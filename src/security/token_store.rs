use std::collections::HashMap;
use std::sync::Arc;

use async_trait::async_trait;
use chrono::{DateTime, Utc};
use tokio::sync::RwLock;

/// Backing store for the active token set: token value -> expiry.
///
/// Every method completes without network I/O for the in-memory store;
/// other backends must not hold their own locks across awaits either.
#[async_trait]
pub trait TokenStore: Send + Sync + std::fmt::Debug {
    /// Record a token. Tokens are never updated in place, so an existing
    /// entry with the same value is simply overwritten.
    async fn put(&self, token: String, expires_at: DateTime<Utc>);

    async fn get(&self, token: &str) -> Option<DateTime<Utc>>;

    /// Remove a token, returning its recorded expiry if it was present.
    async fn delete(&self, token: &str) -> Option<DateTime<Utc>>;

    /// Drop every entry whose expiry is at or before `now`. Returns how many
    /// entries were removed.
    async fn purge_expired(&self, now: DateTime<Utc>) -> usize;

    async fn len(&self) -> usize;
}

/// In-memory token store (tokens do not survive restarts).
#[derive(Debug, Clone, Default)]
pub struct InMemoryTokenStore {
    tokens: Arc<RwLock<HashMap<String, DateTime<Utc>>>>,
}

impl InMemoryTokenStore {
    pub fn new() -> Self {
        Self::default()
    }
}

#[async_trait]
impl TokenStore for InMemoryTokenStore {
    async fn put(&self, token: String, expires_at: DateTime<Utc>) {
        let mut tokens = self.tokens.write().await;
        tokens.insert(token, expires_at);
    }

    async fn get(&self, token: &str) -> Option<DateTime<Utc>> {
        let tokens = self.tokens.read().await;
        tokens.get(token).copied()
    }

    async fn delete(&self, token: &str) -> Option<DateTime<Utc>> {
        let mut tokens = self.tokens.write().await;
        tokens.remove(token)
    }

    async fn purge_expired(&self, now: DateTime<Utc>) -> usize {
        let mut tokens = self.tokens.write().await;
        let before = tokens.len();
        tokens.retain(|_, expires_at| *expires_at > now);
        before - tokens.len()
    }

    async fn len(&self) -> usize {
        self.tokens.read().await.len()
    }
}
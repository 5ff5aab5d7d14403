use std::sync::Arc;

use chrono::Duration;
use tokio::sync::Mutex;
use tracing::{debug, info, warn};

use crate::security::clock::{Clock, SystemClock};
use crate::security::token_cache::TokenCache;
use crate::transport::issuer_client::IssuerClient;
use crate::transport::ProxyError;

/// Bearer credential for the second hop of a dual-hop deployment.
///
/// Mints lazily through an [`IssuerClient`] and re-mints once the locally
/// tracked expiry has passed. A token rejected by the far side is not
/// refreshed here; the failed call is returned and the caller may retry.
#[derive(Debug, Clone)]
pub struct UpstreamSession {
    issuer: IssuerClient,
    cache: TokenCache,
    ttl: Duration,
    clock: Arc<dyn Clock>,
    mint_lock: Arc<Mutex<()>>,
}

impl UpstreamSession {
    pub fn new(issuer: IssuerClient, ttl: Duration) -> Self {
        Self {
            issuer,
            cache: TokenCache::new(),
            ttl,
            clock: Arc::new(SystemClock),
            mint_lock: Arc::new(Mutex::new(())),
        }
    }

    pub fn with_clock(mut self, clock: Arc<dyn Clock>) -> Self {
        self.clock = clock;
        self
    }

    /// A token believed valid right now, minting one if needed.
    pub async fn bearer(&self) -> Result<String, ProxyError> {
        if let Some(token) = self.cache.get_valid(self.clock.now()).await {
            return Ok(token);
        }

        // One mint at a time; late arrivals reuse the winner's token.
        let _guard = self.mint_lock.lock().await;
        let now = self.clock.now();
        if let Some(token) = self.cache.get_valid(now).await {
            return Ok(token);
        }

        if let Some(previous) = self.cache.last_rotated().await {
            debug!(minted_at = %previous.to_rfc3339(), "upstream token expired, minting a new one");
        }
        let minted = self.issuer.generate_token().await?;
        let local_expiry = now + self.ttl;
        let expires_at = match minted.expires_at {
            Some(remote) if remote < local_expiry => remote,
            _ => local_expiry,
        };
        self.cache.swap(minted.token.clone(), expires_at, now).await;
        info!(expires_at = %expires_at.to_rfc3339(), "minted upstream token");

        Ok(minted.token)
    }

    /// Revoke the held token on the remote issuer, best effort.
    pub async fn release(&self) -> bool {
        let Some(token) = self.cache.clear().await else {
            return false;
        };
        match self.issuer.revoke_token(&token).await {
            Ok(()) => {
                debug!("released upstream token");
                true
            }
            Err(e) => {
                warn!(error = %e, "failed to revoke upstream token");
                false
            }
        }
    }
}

◇ ◇ ◇ ◇

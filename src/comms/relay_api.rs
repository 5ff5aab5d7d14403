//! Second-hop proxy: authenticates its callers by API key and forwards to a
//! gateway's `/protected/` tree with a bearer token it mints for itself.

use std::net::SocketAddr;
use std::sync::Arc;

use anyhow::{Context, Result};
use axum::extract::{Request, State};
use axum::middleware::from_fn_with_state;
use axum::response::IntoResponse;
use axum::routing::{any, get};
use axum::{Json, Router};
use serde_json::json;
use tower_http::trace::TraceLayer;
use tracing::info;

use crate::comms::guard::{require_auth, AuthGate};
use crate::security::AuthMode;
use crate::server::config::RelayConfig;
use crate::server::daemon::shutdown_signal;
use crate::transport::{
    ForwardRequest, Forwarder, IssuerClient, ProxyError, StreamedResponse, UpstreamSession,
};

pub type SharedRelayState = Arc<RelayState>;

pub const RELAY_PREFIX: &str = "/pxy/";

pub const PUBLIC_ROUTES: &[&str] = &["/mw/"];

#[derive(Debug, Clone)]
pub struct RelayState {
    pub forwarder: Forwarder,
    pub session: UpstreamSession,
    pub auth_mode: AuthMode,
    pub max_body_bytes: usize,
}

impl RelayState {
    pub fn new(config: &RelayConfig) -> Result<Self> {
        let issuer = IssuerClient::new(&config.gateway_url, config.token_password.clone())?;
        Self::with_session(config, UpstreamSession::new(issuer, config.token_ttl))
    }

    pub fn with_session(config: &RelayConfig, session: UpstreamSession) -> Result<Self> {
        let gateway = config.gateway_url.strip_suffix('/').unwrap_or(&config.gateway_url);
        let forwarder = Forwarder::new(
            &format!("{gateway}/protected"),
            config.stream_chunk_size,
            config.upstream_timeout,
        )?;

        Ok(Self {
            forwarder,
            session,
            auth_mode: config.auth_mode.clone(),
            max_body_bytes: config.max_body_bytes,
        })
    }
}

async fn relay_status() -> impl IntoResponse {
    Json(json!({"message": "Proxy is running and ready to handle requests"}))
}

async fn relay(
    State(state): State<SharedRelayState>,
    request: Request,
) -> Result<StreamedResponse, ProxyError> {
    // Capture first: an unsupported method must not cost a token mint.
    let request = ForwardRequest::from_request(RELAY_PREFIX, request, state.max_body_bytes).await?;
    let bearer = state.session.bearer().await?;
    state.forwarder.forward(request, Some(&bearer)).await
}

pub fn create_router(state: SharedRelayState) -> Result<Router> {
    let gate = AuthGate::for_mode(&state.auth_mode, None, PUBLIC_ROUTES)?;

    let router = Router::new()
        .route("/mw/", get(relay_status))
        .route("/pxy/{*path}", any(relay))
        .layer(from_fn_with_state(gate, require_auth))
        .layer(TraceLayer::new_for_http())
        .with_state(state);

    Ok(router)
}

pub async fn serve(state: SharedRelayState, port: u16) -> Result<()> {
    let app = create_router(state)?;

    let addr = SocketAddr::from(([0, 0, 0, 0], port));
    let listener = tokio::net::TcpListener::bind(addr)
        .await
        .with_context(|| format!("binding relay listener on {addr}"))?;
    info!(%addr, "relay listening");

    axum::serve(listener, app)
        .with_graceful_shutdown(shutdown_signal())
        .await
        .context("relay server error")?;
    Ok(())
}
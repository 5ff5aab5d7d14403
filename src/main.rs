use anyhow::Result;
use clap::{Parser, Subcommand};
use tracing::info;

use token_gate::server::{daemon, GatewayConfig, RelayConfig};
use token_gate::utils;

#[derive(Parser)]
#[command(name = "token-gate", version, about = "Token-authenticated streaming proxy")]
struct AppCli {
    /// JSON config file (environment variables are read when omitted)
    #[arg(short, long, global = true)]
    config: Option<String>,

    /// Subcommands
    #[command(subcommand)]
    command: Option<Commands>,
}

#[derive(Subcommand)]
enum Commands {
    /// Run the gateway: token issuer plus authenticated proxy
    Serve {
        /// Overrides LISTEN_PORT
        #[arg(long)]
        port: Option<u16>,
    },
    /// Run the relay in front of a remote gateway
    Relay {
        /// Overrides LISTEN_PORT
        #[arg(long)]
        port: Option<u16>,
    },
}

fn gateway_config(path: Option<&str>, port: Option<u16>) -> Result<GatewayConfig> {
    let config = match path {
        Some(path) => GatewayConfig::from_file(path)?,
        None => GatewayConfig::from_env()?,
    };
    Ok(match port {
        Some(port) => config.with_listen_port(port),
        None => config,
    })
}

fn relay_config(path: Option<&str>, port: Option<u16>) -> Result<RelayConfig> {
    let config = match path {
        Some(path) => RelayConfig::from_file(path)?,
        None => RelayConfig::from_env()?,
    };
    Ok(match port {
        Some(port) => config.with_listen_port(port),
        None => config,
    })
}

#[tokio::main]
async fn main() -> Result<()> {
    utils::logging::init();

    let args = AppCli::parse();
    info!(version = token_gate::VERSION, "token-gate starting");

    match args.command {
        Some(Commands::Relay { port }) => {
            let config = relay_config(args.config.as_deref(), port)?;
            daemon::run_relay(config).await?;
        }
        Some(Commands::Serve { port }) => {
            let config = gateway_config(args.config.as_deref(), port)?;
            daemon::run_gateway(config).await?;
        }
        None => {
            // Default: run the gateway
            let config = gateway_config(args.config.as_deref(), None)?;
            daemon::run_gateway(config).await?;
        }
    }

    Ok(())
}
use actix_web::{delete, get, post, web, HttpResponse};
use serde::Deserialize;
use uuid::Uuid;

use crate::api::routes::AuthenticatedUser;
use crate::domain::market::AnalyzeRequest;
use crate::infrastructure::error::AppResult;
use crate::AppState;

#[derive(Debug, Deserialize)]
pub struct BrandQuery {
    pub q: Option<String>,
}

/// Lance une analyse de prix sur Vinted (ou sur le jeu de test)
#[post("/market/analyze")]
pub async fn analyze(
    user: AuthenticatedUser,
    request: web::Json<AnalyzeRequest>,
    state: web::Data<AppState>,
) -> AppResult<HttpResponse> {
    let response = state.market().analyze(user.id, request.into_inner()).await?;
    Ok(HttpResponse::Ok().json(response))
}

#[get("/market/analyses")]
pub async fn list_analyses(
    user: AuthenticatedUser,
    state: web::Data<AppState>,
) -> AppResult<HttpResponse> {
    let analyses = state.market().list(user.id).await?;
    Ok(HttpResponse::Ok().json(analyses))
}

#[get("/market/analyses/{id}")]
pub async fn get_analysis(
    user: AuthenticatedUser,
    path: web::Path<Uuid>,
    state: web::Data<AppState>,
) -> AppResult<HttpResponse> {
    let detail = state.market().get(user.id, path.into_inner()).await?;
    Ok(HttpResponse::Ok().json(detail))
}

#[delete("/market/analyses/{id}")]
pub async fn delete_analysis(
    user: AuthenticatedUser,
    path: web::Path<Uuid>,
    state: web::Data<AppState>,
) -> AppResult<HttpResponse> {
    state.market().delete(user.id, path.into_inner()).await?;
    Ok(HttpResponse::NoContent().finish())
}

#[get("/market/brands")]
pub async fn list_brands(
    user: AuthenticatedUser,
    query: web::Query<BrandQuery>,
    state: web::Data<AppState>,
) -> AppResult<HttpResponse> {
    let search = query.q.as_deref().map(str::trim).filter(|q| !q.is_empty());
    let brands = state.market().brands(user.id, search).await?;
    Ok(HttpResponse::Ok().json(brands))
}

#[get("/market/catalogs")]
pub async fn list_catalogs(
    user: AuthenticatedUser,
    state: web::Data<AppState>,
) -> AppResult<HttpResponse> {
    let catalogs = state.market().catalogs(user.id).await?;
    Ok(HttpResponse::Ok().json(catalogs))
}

◇ ◇ ◇ ◇

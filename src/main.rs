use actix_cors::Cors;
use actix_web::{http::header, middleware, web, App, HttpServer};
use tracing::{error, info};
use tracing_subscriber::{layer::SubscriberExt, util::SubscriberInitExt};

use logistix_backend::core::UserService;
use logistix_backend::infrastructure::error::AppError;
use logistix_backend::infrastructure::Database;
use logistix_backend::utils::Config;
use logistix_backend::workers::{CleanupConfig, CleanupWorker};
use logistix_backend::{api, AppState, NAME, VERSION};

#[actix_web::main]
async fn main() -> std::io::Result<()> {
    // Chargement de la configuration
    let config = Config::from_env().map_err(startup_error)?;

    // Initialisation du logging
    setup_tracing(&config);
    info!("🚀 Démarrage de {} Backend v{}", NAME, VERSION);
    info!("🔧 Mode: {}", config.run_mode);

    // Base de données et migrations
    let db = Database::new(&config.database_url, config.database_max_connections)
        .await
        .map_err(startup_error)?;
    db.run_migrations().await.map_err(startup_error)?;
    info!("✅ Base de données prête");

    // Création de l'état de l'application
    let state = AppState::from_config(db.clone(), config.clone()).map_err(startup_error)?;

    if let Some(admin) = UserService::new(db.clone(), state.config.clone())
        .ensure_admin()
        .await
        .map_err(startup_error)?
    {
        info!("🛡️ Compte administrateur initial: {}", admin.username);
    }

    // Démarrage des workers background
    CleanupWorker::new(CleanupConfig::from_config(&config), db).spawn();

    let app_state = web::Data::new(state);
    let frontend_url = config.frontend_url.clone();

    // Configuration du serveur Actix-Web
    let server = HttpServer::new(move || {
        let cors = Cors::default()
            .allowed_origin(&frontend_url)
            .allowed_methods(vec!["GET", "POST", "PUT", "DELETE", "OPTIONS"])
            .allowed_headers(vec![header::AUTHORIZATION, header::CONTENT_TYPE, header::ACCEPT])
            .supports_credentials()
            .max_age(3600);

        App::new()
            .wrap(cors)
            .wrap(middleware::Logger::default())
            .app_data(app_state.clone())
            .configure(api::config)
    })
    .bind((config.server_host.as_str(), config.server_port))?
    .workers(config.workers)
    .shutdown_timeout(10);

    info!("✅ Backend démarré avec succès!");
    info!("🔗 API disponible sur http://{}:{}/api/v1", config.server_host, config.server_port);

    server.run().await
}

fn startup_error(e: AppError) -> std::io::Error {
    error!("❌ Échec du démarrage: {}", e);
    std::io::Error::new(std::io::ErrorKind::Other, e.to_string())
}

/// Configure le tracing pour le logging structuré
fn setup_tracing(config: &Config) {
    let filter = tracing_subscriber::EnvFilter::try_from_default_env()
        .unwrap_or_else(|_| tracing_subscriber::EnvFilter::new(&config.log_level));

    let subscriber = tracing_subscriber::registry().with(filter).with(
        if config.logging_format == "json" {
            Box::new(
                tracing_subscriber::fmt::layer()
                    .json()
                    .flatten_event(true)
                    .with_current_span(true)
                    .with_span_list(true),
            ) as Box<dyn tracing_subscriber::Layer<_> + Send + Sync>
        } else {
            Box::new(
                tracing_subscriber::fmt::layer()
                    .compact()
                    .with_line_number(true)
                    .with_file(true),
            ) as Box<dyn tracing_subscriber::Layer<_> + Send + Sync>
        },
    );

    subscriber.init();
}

◇ ◇ ◇ ◇

▸ TASK
Extract from the records above the lines from the one containing "filename src/security/token_store.rs" to the one containing "async fn put(&self, token: String, expires_at: DateTime<Utc>);", both lines included, exactly as they appear and with nothing else.

▸ COMPLETED EXERCISE
filename src/security/token_store.rs
use std::collections::HashMap;
use std::sync::Arc;

use async_trait::async_trait;
use chrono::{DateTime, Utc};
use tokio::sync::RwLock;

/// Backing store for the active token set: token value -> expiry.
///
/// Every method completes without network I/O for the in-memory store;
/// other backends must not hold their own locks across awaits either.
#[async_trait]
pub trait TokenStore: Send + Sync + std::fmt::Debug {
    /// Record a token. Tokens are never updated in place, so an existing
    /// entry with the same value is simply overwritten.
    async fn put(&self, token: String, expires_at: DateTime<Utc>);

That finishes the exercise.